I need the lines below from the one with "the image URL" down to the one with "use async_trait::async_trait;" reproduced exactly, both ends included, and nothing else.

········

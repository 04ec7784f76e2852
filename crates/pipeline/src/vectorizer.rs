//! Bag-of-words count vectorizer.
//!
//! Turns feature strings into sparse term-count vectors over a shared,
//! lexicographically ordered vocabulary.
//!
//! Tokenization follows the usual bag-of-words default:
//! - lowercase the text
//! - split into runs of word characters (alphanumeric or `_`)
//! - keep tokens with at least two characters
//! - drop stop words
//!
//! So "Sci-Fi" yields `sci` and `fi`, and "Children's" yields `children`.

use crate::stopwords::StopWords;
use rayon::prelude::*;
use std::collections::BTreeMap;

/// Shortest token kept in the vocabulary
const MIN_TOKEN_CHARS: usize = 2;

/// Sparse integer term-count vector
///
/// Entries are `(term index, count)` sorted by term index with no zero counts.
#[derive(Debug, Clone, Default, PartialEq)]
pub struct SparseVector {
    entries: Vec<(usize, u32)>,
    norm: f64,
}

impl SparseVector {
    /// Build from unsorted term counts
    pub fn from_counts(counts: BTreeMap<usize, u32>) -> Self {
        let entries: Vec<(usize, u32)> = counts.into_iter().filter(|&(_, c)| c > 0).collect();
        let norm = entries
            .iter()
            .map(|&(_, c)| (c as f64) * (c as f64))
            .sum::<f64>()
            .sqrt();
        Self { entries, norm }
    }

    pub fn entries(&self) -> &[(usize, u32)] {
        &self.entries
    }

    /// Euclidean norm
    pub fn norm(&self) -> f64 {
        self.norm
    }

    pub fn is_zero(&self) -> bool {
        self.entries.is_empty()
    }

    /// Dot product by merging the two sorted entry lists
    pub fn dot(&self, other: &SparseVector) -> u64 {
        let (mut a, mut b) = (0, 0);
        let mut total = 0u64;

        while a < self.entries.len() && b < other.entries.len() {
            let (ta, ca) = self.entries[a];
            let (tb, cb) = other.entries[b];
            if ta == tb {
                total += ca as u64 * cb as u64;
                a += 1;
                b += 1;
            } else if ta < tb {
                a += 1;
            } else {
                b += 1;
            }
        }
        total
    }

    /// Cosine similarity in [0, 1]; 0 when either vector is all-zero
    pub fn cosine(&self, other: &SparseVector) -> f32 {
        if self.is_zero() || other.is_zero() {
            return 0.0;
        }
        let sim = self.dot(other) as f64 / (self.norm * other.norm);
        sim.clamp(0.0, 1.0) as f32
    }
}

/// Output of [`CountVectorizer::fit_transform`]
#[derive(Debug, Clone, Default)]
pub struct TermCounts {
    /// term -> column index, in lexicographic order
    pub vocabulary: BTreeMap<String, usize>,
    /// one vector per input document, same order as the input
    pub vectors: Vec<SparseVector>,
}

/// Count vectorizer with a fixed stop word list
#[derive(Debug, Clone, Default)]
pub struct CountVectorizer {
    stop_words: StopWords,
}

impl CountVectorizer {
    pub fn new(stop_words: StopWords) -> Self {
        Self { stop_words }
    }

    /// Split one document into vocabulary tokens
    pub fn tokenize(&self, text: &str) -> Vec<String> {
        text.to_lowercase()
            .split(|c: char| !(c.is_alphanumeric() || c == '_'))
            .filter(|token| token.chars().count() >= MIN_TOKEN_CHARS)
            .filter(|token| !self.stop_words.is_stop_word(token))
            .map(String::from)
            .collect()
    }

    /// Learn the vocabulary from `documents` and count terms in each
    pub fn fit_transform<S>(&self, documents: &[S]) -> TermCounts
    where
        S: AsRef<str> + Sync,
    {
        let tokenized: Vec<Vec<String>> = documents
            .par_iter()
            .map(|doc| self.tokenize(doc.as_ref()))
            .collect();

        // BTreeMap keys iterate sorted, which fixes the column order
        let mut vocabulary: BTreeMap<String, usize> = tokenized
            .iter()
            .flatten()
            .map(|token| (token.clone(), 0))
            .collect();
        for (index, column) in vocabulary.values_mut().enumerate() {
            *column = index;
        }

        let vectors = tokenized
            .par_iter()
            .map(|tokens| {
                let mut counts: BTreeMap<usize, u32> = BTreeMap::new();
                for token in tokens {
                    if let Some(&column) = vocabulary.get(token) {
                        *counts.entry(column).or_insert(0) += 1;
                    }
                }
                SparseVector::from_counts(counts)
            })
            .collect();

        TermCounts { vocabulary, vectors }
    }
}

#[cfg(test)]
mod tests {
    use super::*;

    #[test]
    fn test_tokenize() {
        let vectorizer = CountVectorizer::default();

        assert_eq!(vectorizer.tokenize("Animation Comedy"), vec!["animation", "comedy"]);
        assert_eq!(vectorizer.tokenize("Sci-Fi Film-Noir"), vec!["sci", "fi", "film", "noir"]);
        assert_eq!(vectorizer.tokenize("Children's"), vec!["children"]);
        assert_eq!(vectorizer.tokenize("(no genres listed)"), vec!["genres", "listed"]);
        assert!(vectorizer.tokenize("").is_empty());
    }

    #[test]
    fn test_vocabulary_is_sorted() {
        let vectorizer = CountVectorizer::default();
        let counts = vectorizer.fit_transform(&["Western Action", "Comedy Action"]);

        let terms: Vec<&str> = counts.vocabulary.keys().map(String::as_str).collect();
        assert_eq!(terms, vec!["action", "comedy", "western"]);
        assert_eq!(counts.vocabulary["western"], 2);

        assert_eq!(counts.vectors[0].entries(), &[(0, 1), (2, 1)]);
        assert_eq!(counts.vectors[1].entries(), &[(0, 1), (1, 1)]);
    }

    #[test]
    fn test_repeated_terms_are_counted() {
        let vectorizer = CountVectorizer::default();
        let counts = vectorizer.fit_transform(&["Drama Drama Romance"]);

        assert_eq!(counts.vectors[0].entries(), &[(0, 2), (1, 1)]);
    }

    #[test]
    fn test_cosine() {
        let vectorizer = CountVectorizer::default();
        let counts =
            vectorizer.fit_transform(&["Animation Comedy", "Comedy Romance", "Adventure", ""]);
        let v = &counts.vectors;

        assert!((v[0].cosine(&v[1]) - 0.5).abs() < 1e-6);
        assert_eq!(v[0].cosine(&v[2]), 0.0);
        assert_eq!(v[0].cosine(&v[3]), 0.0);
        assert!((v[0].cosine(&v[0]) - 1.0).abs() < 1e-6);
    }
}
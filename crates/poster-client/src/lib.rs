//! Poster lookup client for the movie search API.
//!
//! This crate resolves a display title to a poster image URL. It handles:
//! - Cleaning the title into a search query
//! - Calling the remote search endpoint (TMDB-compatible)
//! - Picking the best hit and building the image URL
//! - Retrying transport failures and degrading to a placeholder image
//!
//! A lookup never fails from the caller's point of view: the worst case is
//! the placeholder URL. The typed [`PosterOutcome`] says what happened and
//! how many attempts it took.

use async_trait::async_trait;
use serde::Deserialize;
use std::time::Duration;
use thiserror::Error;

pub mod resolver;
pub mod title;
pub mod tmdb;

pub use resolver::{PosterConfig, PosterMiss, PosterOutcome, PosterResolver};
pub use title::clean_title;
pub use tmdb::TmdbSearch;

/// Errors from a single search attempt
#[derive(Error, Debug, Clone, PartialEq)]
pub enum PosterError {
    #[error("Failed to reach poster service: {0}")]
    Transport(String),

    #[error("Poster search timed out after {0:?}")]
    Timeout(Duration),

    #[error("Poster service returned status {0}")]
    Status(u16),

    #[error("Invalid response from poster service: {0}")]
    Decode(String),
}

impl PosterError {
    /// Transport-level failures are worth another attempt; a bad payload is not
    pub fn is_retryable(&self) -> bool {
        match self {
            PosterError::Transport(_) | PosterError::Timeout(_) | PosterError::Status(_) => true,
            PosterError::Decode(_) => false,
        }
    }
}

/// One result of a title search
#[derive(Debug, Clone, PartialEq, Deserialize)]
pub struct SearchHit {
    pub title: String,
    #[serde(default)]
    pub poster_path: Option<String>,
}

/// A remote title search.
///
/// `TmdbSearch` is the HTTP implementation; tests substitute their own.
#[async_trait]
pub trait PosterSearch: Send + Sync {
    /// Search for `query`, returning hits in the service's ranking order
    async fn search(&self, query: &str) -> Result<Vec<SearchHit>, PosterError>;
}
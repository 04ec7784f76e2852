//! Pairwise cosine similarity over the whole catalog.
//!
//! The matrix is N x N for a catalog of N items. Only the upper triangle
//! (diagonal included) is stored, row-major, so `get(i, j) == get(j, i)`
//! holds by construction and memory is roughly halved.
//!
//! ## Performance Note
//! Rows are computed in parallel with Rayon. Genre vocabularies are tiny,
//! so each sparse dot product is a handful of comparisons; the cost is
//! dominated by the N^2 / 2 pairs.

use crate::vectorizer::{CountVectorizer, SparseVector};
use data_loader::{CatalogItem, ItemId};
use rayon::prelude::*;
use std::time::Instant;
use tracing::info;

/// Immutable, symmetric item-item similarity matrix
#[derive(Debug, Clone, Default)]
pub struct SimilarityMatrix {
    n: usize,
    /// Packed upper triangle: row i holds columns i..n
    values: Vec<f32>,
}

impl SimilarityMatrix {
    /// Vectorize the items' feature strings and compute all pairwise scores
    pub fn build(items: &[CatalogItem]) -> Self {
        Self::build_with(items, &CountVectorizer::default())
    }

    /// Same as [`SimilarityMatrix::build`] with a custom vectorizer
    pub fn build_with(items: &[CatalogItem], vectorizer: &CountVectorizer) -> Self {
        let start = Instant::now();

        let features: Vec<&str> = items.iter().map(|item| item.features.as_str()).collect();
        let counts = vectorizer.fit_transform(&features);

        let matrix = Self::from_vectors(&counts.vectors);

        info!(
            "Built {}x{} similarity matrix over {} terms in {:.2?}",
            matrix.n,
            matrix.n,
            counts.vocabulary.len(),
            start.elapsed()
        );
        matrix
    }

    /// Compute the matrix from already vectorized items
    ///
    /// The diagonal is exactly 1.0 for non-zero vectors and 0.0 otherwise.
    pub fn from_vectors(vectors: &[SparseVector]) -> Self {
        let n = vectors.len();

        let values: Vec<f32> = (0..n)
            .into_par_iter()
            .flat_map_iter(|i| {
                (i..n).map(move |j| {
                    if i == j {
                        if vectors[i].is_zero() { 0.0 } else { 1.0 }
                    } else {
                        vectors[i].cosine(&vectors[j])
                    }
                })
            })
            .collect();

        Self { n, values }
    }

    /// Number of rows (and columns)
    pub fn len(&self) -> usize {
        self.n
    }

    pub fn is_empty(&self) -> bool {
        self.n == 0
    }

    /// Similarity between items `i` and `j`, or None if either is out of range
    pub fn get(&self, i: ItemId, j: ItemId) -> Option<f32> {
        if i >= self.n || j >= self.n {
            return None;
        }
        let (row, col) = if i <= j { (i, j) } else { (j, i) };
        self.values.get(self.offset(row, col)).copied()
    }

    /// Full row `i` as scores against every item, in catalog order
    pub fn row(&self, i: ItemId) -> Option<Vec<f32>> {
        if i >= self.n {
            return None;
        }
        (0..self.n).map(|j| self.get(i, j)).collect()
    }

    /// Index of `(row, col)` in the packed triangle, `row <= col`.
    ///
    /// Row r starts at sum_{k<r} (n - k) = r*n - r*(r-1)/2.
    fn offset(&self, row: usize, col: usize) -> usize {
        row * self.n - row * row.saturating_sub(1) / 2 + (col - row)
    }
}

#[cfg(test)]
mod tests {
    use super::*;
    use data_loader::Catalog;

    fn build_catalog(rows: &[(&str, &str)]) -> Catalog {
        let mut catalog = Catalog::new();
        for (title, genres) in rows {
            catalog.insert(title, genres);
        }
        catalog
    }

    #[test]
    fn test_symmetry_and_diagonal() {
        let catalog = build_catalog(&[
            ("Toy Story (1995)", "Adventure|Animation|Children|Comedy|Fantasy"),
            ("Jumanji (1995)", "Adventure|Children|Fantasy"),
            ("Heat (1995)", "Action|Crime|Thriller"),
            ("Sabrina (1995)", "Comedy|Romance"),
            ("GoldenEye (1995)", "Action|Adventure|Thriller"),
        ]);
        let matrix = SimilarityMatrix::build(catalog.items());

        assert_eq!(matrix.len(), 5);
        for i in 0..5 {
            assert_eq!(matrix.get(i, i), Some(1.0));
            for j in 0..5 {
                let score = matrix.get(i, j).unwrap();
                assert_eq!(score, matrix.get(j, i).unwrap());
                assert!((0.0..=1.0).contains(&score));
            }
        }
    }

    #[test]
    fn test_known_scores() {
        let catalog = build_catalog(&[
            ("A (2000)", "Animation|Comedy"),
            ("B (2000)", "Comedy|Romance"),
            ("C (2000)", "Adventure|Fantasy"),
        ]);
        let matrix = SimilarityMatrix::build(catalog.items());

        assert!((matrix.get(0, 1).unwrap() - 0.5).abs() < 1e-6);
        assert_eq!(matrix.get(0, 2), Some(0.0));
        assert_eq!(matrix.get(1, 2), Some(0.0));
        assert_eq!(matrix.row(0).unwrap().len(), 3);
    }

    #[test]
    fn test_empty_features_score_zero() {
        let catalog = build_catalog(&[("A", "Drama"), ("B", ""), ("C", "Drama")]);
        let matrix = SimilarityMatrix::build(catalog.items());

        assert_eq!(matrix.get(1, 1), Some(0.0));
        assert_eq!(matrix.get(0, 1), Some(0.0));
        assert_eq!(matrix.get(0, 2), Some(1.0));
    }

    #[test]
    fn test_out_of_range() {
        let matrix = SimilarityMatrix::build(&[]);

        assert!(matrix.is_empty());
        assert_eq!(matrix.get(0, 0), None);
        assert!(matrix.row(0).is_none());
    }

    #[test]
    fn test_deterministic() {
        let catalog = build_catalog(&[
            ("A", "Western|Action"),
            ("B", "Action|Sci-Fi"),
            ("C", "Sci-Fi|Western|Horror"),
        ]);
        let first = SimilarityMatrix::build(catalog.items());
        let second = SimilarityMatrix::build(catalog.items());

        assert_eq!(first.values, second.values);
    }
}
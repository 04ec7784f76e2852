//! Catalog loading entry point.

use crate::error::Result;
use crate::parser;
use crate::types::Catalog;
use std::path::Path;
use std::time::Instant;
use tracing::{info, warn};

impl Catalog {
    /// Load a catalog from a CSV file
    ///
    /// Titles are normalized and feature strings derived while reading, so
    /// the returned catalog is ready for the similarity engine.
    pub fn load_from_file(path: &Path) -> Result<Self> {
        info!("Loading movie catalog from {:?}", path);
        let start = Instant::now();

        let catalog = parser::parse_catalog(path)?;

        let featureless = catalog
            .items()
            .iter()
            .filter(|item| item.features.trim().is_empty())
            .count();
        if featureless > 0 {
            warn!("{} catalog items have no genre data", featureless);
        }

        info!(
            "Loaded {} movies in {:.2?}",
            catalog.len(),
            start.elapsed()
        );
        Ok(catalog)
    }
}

········

EXERCISE RESULT ->
//! - Picking the best hit and building the image URL
//! - Retrying transport failures and degrading to a placeholder image
//!
//! A lookup never fails from the caller's point of view: the worst case is
//! the placeholder URL. The typed [`PosterOutcome`] says what happened and
//! how many attempts it took.

use async_trait::async_trait;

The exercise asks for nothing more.